The frequency of private equity (PE) investments in green-energy projects have risen consistently over the past 12 months. Compared with five merger and acquisition deals in the quarter ended March, there were 10 such transactions in the June quarter, and 14 in the three months ended September, according to Venture Intelligence, a financial research platform. Total investment doubled in the September quarter to $176 million compared with the preceding three months.
This trend may not, however, paint a complete and holistic picture of the challenges facing new projects in the green-energy space. Long gestation periods and risk-prone economic returns from these endeavours, particularly young start-up projects, are two major detractors, as investors’ money continue to chase less risk-prone investments.
Gaining traction: A number of start-up green-energy projects, mainly in wind power, have attracted PE funding successfully in the past. AFP
Start-up funding can be categorized into two broader headings—funding for greenfield clean projects, and for companies with unique product offerings using clean technologies.

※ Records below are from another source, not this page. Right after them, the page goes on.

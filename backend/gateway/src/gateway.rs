//! Contract gateway: one typed wrapper per contract method.
//!
//! Writes validate their inputs, obtain a signing connection, submit and
//! wait for confirmation. Reads accept any connection and remap the
//! contract's tuples to the records in [`crate::models`]. Nothing is
//! retried; failures are logged and handed back to the caller.

use std::sync::Arc;

use ethers::types::{Address, TransactionReceipt, U256};
use tracing::{error, info};

use crate::connection::{Access, ConnectionManager};
use crate::contract::WriteCall;
use crate::errors::Result;
use crate::models::{narrow, Contribution, Project};
use crate::units::parse_ether;

pub struct CrowdFundGateway {
    connections: Arc<ConnectionManager>,
}

impl CrowdFundGateway {
    pub fn new(connections: Arc<ConnectionManager>) -> Self {
        Self { connections }
    }

    pub fn connections(&self) -> &Arc<ConnectionManager> {
        &self.connections
    }

    // ============ WRITE OPERATIONS ============

    /// Register a new project with a goal in ETH and a funding window in seconds.
    pub async fn create_project(
        &self,
        name: &str,
        description: &str,
        goal_eth: &str,
        duration_secs: u64,
    ) -> Result<TransactionReceipt> {
        let goal = parse_ether(goal_eth)?;
        self.execute(WriteCall::CreateProject {
            name: name.to_string(),
            description: description.to_string(),
            goal,
            duration: U256::from(duration_secs),
        })
        .await
    }

    pub async fn contribute(&self, project_id: u64, amount_eth: &str) -> Result<TransactionReceipt> {
        let value = parse_ether(amount_eth)?;
        self.execute(WriteCall::Contribute {
            project_id: U256::from(project_id),
            value,
        })
        .await
    }

    pub async fn claim_funds(&self, project_id: u64) -> Result<TransactionReceipt> {
        self.execute(WriteCall::ClaimFunds {
            project_id: U256::from(project_id),
        })
        .await
    }

    /// Mark a project failed once its deadline passed without reaching the goal.
    pub async fn fail_project(&self, project_id: u64) -> Result<TransactionReceipt> {
        self.execute(WriteCall::FailProjectAfterDeadline {
            project_id: U256::from(project_id),
        })
        .await
    }

    pub async fn claim_refund(&self, project_id: u64) -> Result<TransactionReceipt> {
        self.execute(WriteCall::ClaimRefund {
            project_id: U256::from(project_id),
        })
        .await
    }

    async fn execute(&self, call: WriteCall) -> Result<TransactionReceipt> {
        let connection = self.connections.ensure_connection(Access::Write).await?;
        info!("Submitting {call}");

        let receipt = connection
            .contract()
            .submit(call.clone())
            .await
            .inspect_err(|e| error!("{} failed: {e}", call.method()))?;

        info!(
            "SUCCESS: {} confirmed in tx {:?}",
            call.method(),
            receipt.transaction_hash
        );
        Ok(receipt)
    }

    // ============ READ OPERATIONS ============

    pub async fn project_details(&self, project_id: u64) -> Result<Project> {
        let connection = self.connections.ensure_connection(Access::Read).await?;
        let details = connection
            .contract()
            .get_project_details(U256::from(project_id))
            .await
            .inspect_err(|e| error!("Failed to fetch details of project {project_id}: {e}"))?;
        Project::from_details(project_id, details)
    }

    pub async fn all_project_ids(&self) -> Result<Vec<u64>> {
        let connection = self.connections.ensure_connection(Access::Read).await?;
        let ids = connection
            .contract()
            .get_all_project_ids()
            .await
            .inspect_err(|e| error!("Failed to fetch project ids: {e}"))?;
        ids.into_iter().map(|id| narrow(id, "project id")).collect()
    }

    /// Every project, in the order the contract lists their ids.
    pub async fn list_projects(&self) -> Result<Vec<Project>> {
        let mut projects = Vec::new();
        for id in self.all_project_ids().await? {
            projects.push(self.project_details(id).await?);
        }
        Ok(projects)
    }

    /// Contribution of `contributor` to a project. Without an explicit
    /// address the connected wallet account is used; `None` when there is
    /// no such account.
    pub async fn contribution(
        &self,
        project_id: u64,
        contributor: Option<Address>,
    ) -> Result<Option<Contribution>> {
        let connection = self.connections.ensure_connection(Access::Read).await?;
        let Some(contributor) = contributor.or(connection.signer()) else {
            info!("No contributor address given and no wallet account connected");
            return Ok(None);
        };

        let amount = connection
            .contract()
            .get_contribution(U256::from(project_id), contributor)
            .await
            .inspect_err(|e| {
                error!("Failed to fetch contribution of {contributor:?} to project {project_id}: {e}")
            })?;

        Ok(Some(Contribution {
            project_id,
            contributor,
            amount,
        }))
    }

    /// Address of the connected wallet account, if any.
    pub async fn current_wallet_address(&self) -> Result<Option<Address>> {
        let connection = self.connections.ensure_connection(Access::Read).await?;
        Ok(connection.signer())
    }

    pub async fn is_read_only(&self) -> bool {
        self.connections.is_read_only().await
    }
}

The projects, invariably undertaken by reputed entrepreneurs, have certain unique characteristics. For instance, they may not necessarily boast of significant present operational capacities, while project and order pipelines are usually stronger than operating capacities. Also, the expertise in land acquisition and regulatory permits for undertaking greenfield projects are the key wherewithal.

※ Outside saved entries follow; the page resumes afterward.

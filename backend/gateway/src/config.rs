//! Application configuration loaded from environment variables.

use std::time::Duration;

use ethers::types::Address;

use crate::errors::{GatewayError, Result};

/// Sepolia endpoint template for the read-only fallback.
const ALCHEMY_SEPOLIA_URL: &str = "https://eth-sepolia.g.alchemy.com/v2";

#[derive(Debug, Clone)]
pub struct Config {
    /// The crowdfunding contract address
    pub contract_address: Address,
    /// Read-only remote endpoint (Alchemy Sepolia unless overridden)
    pub read_rpc_url: String,
    /// JSON-RPC channel of the interactive wallet; `None` means no wallet
    pub wallet_rpc_url: Option<String>,
    /// Blocks to wait for before a write counts as confirmed
    pub confirmations: usize,
    /// How often (in seconds) the event feed polls for new blocks
    pub poll_interval_secs: u64,
    /// Request timeout for read-only RPC calls; the wallet channel only bounds connecting
    pub rpc_timeout_secs: u64,
    /// Widest block range a single `eth_getLogs` request may span
    pub max_log_range: u64,
    /// Port for the REST API server
    pub api_port: u16,
}

impl Config {
    pub fn from_env() -> Result<Self> {
        Self::from_source(|key| std::env::var(key).ok())
    }

    /// Build the config from an arbitrary key lookup.
    pub fn from_source<F>(lookup: F) -> Result<Self>
    where
        F: Fn(&str) -> Option<String>,
    {
        let var = |key: &str| lookup(key).filter(|v| !v.trim().is_empty());

        let contract_address = var("CONTRACT_ADDRESS")
            .ok_or_else(|| {
                GatewayError::Config("CONTRACT_ADDRESS environment variable is required".to_string())
            })?
            .trim()
            .parse::<Address>()
            .map_err(|_| GatewayError::Config("Invalid CONTRACT_ADDRESS".to_string()))?;

        let read_rpc_url = match (var("READ_RPC_URL"), var("ALCHEMY_API_KEY")) {
            (Some(url), _) => url,
            (None, Some(key)) => format!("{ALCHEMY_SEPOLIA_URL}/{}", key.trim()),
            (None, None) => {
                return Err(GatewayError::Config(
                    "Either READ_RPC_URL or ALCHEMY_API_KEY must be set".to_string(),
                ))
            }
        };

        Ok(Config {
            contract_address,
            read_rpc_url,
            wallet_rpc_url: var("WALLET_RPC_URL"),
            confirmations: parse_or(&var, "CONFIRMATIONS", 1)?,
            poll_interval_secs: parse_or(&var, "POLL_INTERVAL_SECS", 5)?,
            rpc_timeout_secs: parse_or(&var, "RPC_TIMEOUT_SECS", 30)?,
            max_log_range: parse_or(&var, "MAX_LOG_RANGE", 500)?,
            api_port: parse_or(&var, "API_PORT", 3001)?,
        })
    }

    pub fn poll_interval(&self) -> Duration {
        Duration::from_secs(self.poll_interval_secs.max(1))
    }

    pub fn rpc_timeout(&self) -> Duration {
        Duration::from_secs(self.rpc_timeout_secs)
    }

    pub fn feed_options(&self) -> FeedOptions {
        FeedOptions {
            poll_interval: self.poll_interval(),
            max_log_range: self.max_log_range.max(1),
        }
    }
}

/// Polling cadence and log paging of the event feed.
#[derive(Debug, Clone, Copy, PartialEq, Eq)]
pub struct FeedOptions {
    pub poll_interval: Duration,
    /// Blocks per `eth_getLogs` request, at least one
    pub max_log_range: u64,
}

fn parse_or<T, F>(var: &F, key: &str, default: T) -> Result<T>
where
    T: std::str::FromStr,
    F: Fn(&str) -> Option<String>,
{
    match var(key) {
        Some(raw) => raw
            .trim()
            .parse()
            .map_err(|_| GatewayError::Config(format!("Invalid {key}"))),
        None => Ok(default),
    }
}

#[cfg(test)]
mod tests {
    use std::collections::HashMap;

    use super::*;

    const ADDRESS: &str = "0x5FbDB2315678afecb367f032d93F642f64180aa3";

    fn config_from(pairs: &[(&str, &str)]) -> Result<Config> {
        let env: HashMap<String, String> = pairs
            .iter()
            .map(|(k, v)| (k.to_string(), v.to_string()))
            .collect();
        Config::from_source(|key| env.get(key).cloned())
    }

    #[test]
    fn defaults_apply_when_only_required_vars_set() {
        let config = config_from(&[("CONTRACT_ADDRESS", ADDRESS), ("ALCHEMY_API_KEY", "demo")]).unwrap();
        assert_eq!(config.contract_address, ADDRESS.parse::<Address>().unwrap());
        assert_eq!(config.read_rpc_url, "https://eth-sepolia.g.alchemy.com/v2/demo");
        assert_eq!(config.wallet_rpc_url, None);
        assert_eq!(config.confirmations, 1);
        assert_eq!(config.poll_interval_secs, 5);
        assert_eq!(config.rpc_timeout_secs, 30);
        assert_eq!(config.max_log_range, 500);
        assert_eq!(config.api_port, 3001);
    }

    #[test]
    fn log_range_is_configurable_and_never_zero() {
        let config = config_from(&[
            ("CONTRACT_ADDRESS", ADDRESS),
            ("ALCHEMY_API_KEY", "demo"),
            ("MAX_LOG_RANGE", "10"),
            ("POLL_INTERVAL_SECS", "2"),
        ])
        .unwrap();
        assert_eq!(
            config.feed_options(),
            FeedOptions {
                poll_interval: Duration::from_secs(2),
                max_log_range: 10,
            }
        );

        let config = config_from(&[
            ("CONTRACT_ADDRESS", ADDRESS),
            ("ALCHEMY_API_KEY", "demo"),
            ("MAX_LOG_RANGE", "0"),
        ])
        .unwrap();
        assert_eq!(config.feed_options().max_log_range, 1);
    }

    #[test]
    fn read_rpc_url_overrides_alchemy() {
        let config = config_from(&[
            ("CONTRACT_ADDRESS", ADDRESS),
            ("ALCHEMY_API_KEY", "demo"),
            ("READ_RPC_URL", "http://localhost:8545"),
            ("WALLET_RPC_URL", "http://127.0.0.1:1248"),
        ])
        .unwrap();
        assert_eq!(config.read_rpc_url, "http://localhost:8545");
        assert_eq!(config.wallet_rpc_url.as_deref(), Some("http://127.0.0.1:1248"));
    }

    #[test]
    fn missing_contract_address_is_an_error() {
        let err = config_from(&[("ALCHEMY_API_KEY", "demo")]).unwrap_err();
        assert!(matches!(err, GatewayError::Config(msg) if msg.contains("CONTRACT_ADDRESS")));
    }

    #[test]
    fn missing_read_endpoint_is_an_error() {
        let err = config_from(&[("CONTRACT_ADDRESS", ADDRESS)]).unwrap_err();
        assert!(matches!(err, GatewayError::Config(_)));
    }

    #[test]
    fn invalid_numbers_are_rejected() {
        let err = config_from(&[
            ("CONTRACT_ADDRESS", ADDRESS),
            ("ALCHEMY_API_KEY", "demo"),
            ("CONFIRMATIONS", "many"),
        ])
        .unwrap_err();
        assert!(matches!(err, GatewayError::Config(msg) if msg == "Invalid CONFIRMATIONS"));
    }

    #[test]
    fn empty_wallet_url_means_no_wallet() {
        let config = config_from(&[
            ("CONTRACT_ADDRESS", ADDRESS),
            ("ALCHEMY_API_KEY", "demo"),
            ("WALLET_RPC_URL", "  "),
        ])
        .unwrap();
        assert!(config.wallet_rpc_url.is_none());
    }
}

A number of start-up green-energy projects, mainly in wind power, have attracted PE funding successfully in the past. Goldman’s $200 million investment, Baring PE’s $50 million and IDFC PE’s more than $15 million investment in this space are a few examples.

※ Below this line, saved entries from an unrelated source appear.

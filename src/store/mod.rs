//! 密钥存储抽象
//!
//! A generic key-value secret store. Keys are plain strings and values are
//! opaque bytes; the signing key pair layout lives in [`crate::auth::key_store`].
//!
//! All access goes through [`SecretStore::transaction`]. A store hands out at
//! most one open transaction at a time, so a read-check-write sequence inside
//! a transaction is a critical section. Dropping a transaction without calling
//! [`SecretTransaction::commit`] discards its writes.

pub mod memory;
pub mod postgres;

use async_trait::async_trait;

pub use memory::MemorySecretStore;
pub use postgres::PgSecretStore;

/// 存储层错误
#[derive(Debug, thiserror::Error)]
pub enum StoreError {
    #[error("Database error: {0}")]
    Database(#[from] sqlx::Error),

    #[error("Secret store unavailable: {0}")]
    Unavailable(String),
}

#[async_trait]
pub trait SecretStore: Send + Sync {
    /// Begins a serialized unit of work. Waits while another transaction is open.
    async fn transaction(&self) -> Result<Box<dyn SecretTransaction>, StoreError>;

    /// Verifies the backend is reachable.
    async fn health_check(&self) -> Result<(), StoreError>;
}

#[async_trait]
pub trait SecretTransaction: Send {
    /// Reads a value, observing this transaction's own pending writes.
    async fn get(&mut self, id: &str) -> Result<Option<Vec<u8>>, StoreError>;

    async fn put(&mut self, id: &str, value: Vec<u8>) -> Result<(), StoreError>;

    async fn delete(&mut self, id: &str) -> Result<(), StoreError>;

    async fn commit(self: Box<Self>) -> Result<(), StoreError>;
}
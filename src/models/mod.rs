//! 数据模型

pub mod user_id;
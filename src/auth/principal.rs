//! 认证主体（附加到请求扩展，仅在单次请求内存在）

use axum::{
    extract::{FromRequestParts, OptionalFromRequestParts},
    http::request::Parts,
};
use chrono::{DateTime, Utc};
use std::convert::Infallible;
use uuid::Uuid;

use crate::{error::AppError, models::user_id};

#[derive(Debug, Clone, PartialEq, Eq)]
pub struct Principal {
    /// Token subject
    pub user_id: String,
    /// Token `iat`
    pub issued_at: DateTime<Utc>,
    pub authenticated: bool,
}

impl Principal {
    pub fn authenticated(user_id: String, issued_at: DateTime<Utc>) -> Self {
        Self {
            user_id,
            issued_at,
            authenticated: true,
        }
    }

    /// Subject parsed as a UUID, when it is one
    pub fn user_uuid(&self) -> Option<Uuid> {
        user_id::from_trimmed(&self.user_id).ok()
    }
}

// 在 handler 中直接提取 Principal；未认证时拒绝
impl<S> FromRequestParts<S> for Principal
where
    S: Send + Sync,
{
    type Rejection = AppError;

    async fn from_request_parts(parts: &mut Parts, _state: &S) -> Result<Self, Self::Rejection> {
        parts
            .extensions
            .get::<Principal>()
            .filter(|p| p.authenticated)
            .cloned()
            .ok_or(AppError::Unauthorized)
    }
}

// Option<Principal>：未认证的请求得到 None
impl<S> OptionalFromRequestParts<S> for Principal
where
    S: Send + Sync,
{
    type Rejection = Infallible;

    async fn from_request_parts(
        parts: &mut Parts,
        _state: &S,
    ) -> Result<Option<Self>, Self::Rejection> {
        Ok(parts
            .extensions
            .get::<Principal>()
            .filter(|p| p.authenticated)
            .cloned())
    }
}

#[cfg(test)]
mod tests {
    use super::*;
    use axum::http::Request;

    fn parts_with(principal: Option<Principal>) -> Parts {
        let mut req = Request::builder().uri("/").body(()).unwrap();
        if let Some(principal) = principal {
            req.extensions_mut().insert(principal);
        }
        req.into_parts().0
    }

    #[tokio::test]
    async fn test_extract_present_principal() {
        let principal = Principal::authenticated(
            "3fa85f6457174562b3fc2c963f66afa6".to_string(),
            Utc::now(),
        );
        let mut parts = parts_with(Some(principal.clone()));

        let extracted =
            <Principal as FromRequestParts<()>>::from_request_parts(&mut parts, &()).await.unwrap();
        assert_eq!(extracted, principal);
        assert!(extracted.user_uuid().is_some());
    }

    #[tokio::test]
    async fn test_extract_missing_principal() {
        let mut parts = parts_with(None);

        let required = <Principal as FromRequestParts<()>>::from_request_parts(&mut parts, &()).await;
        assert!(matches!(required, Err(AppError::Unauthorized)));

        let optional =
            <Principal as OptionalFromRequestParts<()>>::from_request_parts(&mut parts, &())
                .await
                .unwrap();
        assert!(optional.is_none());
    }

    #[test]
    fn test_non_uuid_subject() {
        let principal = Principal::authenticated("not-a-uuid".to_string(), Utc::now());
        assert!(principal.user_uuid().is_none());
    }
}
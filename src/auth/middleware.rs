//! JWT 认证中间件
//!
//! Per-request gate. A request either passes through without a principal
//! (no bearer credential), passes through with a [`Principal`] in its
//! extensions (valid token), or is rejected with 401 before any downstream
//! handler runs (invalid token).

use crate::{auth::jwt::TokenService, auth::principal::Principal, error::AppError};
use axum::{
    extract::{Request, State},
    http::{header::AUTHORIZATION, HeaderMap},
    middleware::Next,
    response::Response,
};
use std::sync::Arc;

const BEARER_PREFIX: &[u8] = b"Bearer ";

/// 从 Authorization 头提取令牌原始字节；无头或非 Bearer 方案视为无凭据
///
/// The prefix is matched on raw bytes so a Bearer credential carrying
/// non-UTF-8 bytes is still treated as a credential.
pub fn extract_token(headers: &HeaderMap) -> Option<&[u8]> {
    headers
        .get(AUTHORIZATION)
        .and_then(|v| v.as_bytes().strip_prefix(BEARER_PREFIX))
}

/// 认证闸门
pub async fn authentication_gate(
    State(token_service): State<Arc<TokenService>>,
    mut req: Request,
    next: Next,
) -> Result<Response, AppError> {
    let credential = extract_token(req.headers())
        .map(|raw| std::str::from_utf8(raw).map(str::to_owned));

    let token = match credential {
        None => {
            metrics::counter!("auth_gate_requests_total", "outcome" => "anonymous").increment(1);
            return Ok(next.run(req).await);
        }
        Some(Err(_)) => {
            metrics::counter!("auth_gate_requests_total", "outcome" => "rejected").increment(1);
            tracing::debug!("Bearer token is not valid UTF-8");
            return Err(AppError::InvalidAuthentication);
        }
        Some(Ok(token)) => token,
    };

    let principal = match token_service.verify(&token).await {
        Ok(Some(principal)) => principal,
        Ok(None) => {
            metrics::counter!("auth_gate_requests_total", "outcome" => "rejected").increment(1);
            return Err(AppError::InvalidAuthentication);
        }
        Err(e) => {
            metrics::counter!("auth_gate_requests_total", "outcome" => "error").increment(1);
            return Err(AppError::KeyStore(e));
        }
    };

    metrics::counter!("auth_gate_requests_total", "outcome" => "authenticated").increment(1);
    tracing::debug!(user_id = %principal.user_id, "Request authenticated");

    // 附加到请求扩展
    req.extensions_mut().insert::<Principal>(principal);

    Ok(next.run(req).await)
}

The key reasons why this sector has gained increased traction are that procurement cost for projects have fallen due to improved technology; capital costs have fallen; and supply constraints and cost of traditional fuels such as coal have risen.
Fiscal incentives and subsidies, such as accelerated tax amortization of capital expenditure, cash subsidy under generation-based incentives; power purchase agreements with state electricity boards, and favourable feed-in tariffs for operators; and renewable energy purchase obligation of state power distributors have added to the attractions.
However, the present macroeconomic environment and financing landscape pose newer challenges for new technology projects, especially when monetary concerns are rising.
While the government is placing enhanced emphasis on developing newer technologies through several schemes, such as its national solar mission and state-sponsored incentive schemes, the sector is yet to see a wave of private investments that can escalate it to the next level of strategic growth.
Not many Indian product and technology companies have raised funding since product innovation is not yet the forte of local developers. Also, the Indian venture capital space is still not as mature as the US market. While carbon financing has been happening in the past few years by international financial institutions, one needs to see how the market pans out after the Durban climate meet in December 2011.
Gokul Chaudhri is a Delhi-based partner and head of energy and environment industry programme at consulting firm BMR Advisors.